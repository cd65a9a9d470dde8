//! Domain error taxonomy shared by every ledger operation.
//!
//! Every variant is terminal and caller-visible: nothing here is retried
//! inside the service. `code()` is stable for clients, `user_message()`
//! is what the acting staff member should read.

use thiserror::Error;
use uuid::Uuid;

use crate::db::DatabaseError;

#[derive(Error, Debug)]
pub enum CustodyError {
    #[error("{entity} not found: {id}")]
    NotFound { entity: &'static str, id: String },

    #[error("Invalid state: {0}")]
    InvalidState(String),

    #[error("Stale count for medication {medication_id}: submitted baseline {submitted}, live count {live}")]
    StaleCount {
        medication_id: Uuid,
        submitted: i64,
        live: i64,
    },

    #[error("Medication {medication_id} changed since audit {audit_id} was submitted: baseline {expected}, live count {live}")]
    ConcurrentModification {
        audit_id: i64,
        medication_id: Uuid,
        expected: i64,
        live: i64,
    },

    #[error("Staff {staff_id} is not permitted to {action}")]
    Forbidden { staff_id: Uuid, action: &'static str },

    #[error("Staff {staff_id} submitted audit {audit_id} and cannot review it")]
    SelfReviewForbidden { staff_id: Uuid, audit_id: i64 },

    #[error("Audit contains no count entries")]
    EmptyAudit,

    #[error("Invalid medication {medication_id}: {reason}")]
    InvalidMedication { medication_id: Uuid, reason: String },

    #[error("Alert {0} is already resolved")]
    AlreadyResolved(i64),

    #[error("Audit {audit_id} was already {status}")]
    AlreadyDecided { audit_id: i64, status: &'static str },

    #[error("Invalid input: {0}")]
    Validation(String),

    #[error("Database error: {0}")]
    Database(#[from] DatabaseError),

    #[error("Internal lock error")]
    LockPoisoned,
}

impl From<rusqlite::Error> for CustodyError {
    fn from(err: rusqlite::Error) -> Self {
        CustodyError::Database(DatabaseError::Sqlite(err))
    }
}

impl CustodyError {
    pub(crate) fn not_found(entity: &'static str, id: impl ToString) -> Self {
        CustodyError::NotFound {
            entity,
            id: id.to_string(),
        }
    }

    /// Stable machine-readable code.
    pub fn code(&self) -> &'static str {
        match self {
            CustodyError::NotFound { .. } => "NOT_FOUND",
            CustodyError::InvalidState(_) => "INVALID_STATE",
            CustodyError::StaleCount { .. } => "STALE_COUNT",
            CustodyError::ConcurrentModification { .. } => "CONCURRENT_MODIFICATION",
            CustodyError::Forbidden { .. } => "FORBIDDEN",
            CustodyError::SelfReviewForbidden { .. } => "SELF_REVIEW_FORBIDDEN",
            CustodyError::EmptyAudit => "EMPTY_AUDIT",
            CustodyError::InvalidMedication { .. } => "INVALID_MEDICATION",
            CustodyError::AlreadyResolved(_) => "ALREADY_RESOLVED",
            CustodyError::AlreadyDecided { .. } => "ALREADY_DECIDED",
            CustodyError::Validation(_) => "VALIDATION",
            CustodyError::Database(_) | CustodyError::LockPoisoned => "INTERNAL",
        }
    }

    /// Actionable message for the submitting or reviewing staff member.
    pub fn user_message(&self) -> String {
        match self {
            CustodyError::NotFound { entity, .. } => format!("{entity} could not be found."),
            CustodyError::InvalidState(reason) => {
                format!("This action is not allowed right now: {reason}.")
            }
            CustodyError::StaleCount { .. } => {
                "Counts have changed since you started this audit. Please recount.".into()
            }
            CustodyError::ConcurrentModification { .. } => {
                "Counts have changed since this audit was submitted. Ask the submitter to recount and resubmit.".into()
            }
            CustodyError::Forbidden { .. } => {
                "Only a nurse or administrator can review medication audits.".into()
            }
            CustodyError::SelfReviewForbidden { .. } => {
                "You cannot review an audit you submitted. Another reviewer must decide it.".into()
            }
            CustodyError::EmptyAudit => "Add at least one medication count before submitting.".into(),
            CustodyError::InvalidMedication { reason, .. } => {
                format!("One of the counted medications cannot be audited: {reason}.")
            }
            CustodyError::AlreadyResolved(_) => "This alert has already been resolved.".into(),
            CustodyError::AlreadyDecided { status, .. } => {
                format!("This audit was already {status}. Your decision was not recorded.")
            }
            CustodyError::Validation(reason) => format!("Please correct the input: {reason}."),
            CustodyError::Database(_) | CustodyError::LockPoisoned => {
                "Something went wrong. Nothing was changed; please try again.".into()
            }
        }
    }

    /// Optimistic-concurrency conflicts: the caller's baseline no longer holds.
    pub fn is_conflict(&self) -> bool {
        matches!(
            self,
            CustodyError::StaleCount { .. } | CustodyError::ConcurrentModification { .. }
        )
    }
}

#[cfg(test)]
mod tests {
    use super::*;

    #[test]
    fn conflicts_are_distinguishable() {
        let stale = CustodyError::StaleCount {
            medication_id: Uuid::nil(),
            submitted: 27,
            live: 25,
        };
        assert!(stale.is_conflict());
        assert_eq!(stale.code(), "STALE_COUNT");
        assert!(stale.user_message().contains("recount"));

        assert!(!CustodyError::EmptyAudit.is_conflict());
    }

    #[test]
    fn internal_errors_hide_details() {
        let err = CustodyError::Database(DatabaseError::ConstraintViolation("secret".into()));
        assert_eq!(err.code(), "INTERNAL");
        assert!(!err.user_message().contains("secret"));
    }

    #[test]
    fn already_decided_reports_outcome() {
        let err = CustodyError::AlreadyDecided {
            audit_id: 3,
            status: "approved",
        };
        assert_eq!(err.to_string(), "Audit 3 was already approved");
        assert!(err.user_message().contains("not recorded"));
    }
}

+ + + + +

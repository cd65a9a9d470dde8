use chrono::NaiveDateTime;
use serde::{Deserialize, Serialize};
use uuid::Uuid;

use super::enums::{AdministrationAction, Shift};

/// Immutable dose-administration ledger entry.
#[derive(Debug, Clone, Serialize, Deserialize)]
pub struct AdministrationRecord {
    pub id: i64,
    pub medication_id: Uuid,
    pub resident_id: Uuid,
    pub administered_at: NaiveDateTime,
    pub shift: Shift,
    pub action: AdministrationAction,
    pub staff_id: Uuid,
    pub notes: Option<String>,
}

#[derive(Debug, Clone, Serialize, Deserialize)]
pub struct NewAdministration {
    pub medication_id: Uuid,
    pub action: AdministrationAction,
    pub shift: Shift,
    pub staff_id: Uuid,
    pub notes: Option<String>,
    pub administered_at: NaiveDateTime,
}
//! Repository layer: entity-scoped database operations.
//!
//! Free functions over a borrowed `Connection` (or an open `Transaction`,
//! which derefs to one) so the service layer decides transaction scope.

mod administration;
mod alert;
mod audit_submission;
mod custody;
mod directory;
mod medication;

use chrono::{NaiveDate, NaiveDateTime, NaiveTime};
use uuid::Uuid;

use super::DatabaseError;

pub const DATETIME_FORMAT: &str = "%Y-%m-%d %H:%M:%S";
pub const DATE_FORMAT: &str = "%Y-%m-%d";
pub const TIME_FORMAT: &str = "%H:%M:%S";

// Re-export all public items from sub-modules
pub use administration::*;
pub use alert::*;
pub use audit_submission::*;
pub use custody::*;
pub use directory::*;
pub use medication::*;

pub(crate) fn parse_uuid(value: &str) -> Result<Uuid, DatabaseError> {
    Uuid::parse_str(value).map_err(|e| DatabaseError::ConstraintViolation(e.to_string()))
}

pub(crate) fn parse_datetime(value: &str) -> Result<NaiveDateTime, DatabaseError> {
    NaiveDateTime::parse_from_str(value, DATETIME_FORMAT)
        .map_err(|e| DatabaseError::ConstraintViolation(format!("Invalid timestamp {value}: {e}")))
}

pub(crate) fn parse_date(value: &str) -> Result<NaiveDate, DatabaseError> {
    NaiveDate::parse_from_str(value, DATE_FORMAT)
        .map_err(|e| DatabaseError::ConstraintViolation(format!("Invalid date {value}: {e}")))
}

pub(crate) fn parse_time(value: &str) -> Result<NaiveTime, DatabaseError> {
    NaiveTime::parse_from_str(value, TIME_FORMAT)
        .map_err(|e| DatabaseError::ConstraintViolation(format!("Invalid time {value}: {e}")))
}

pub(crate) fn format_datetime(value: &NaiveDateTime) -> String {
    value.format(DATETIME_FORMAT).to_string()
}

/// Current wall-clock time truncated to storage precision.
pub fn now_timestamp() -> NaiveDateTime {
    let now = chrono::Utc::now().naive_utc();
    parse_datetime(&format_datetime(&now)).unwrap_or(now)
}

+ + + + +

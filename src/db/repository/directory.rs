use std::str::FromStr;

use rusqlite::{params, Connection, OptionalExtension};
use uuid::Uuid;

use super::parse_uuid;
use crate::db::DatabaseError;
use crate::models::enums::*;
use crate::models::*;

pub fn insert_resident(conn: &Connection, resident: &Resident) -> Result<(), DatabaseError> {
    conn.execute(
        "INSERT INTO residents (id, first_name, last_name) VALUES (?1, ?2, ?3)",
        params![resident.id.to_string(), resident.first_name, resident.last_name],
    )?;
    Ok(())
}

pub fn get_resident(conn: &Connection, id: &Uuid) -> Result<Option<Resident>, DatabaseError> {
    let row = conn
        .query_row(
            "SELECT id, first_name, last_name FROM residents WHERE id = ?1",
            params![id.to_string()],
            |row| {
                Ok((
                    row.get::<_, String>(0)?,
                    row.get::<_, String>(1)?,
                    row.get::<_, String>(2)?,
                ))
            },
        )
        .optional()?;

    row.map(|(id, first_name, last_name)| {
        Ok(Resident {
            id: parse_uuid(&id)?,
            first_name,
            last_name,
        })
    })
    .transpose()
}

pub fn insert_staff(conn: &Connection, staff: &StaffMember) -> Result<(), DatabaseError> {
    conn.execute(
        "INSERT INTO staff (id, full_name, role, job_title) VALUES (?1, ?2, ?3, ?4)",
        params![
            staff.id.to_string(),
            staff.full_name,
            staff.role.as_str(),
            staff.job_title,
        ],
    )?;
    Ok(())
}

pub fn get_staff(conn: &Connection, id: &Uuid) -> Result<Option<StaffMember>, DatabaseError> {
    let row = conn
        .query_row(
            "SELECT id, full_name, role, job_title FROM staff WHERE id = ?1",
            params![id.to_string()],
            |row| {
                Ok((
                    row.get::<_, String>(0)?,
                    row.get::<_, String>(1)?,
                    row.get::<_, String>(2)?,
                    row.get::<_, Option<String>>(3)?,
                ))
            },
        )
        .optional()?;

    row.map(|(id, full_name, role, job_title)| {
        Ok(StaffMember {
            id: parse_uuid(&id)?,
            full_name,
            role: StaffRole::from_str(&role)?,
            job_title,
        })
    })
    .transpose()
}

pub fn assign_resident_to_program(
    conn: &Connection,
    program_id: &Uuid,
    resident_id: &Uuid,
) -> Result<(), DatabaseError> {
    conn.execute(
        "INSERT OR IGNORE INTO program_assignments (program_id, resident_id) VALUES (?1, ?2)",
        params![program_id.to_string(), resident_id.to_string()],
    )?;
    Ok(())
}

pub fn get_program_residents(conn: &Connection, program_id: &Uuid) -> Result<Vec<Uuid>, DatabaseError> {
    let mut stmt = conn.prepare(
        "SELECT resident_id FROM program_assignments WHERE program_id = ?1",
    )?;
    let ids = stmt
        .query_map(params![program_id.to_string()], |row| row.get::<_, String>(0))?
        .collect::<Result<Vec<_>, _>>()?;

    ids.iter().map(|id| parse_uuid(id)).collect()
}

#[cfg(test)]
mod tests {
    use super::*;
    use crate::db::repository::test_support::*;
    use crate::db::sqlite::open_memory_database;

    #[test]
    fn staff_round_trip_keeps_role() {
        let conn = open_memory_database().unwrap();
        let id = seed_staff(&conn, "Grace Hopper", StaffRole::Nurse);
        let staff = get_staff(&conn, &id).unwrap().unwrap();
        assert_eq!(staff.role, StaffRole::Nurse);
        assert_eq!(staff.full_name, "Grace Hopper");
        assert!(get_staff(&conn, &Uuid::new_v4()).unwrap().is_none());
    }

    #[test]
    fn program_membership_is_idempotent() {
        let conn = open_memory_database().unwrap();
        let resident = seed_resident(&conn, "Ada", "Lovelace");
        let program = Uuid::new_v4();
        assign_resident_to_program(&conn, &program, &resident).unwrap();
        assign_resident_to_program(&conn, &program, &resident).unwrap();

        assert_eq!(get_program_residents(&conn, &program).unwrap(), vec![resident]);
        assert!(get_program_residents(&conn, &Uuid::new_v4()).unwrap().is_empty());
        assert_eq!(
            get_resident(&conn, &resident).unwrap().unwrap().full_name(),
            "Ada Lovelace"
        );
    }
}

+ + + + +

**Exercise**
Whenever the string "enums" occurs in a line of the entries above, copy that line.

**Response to this exercise**
use super::enums::{AdministrationAction, Shift};
use crate::models::enums::*;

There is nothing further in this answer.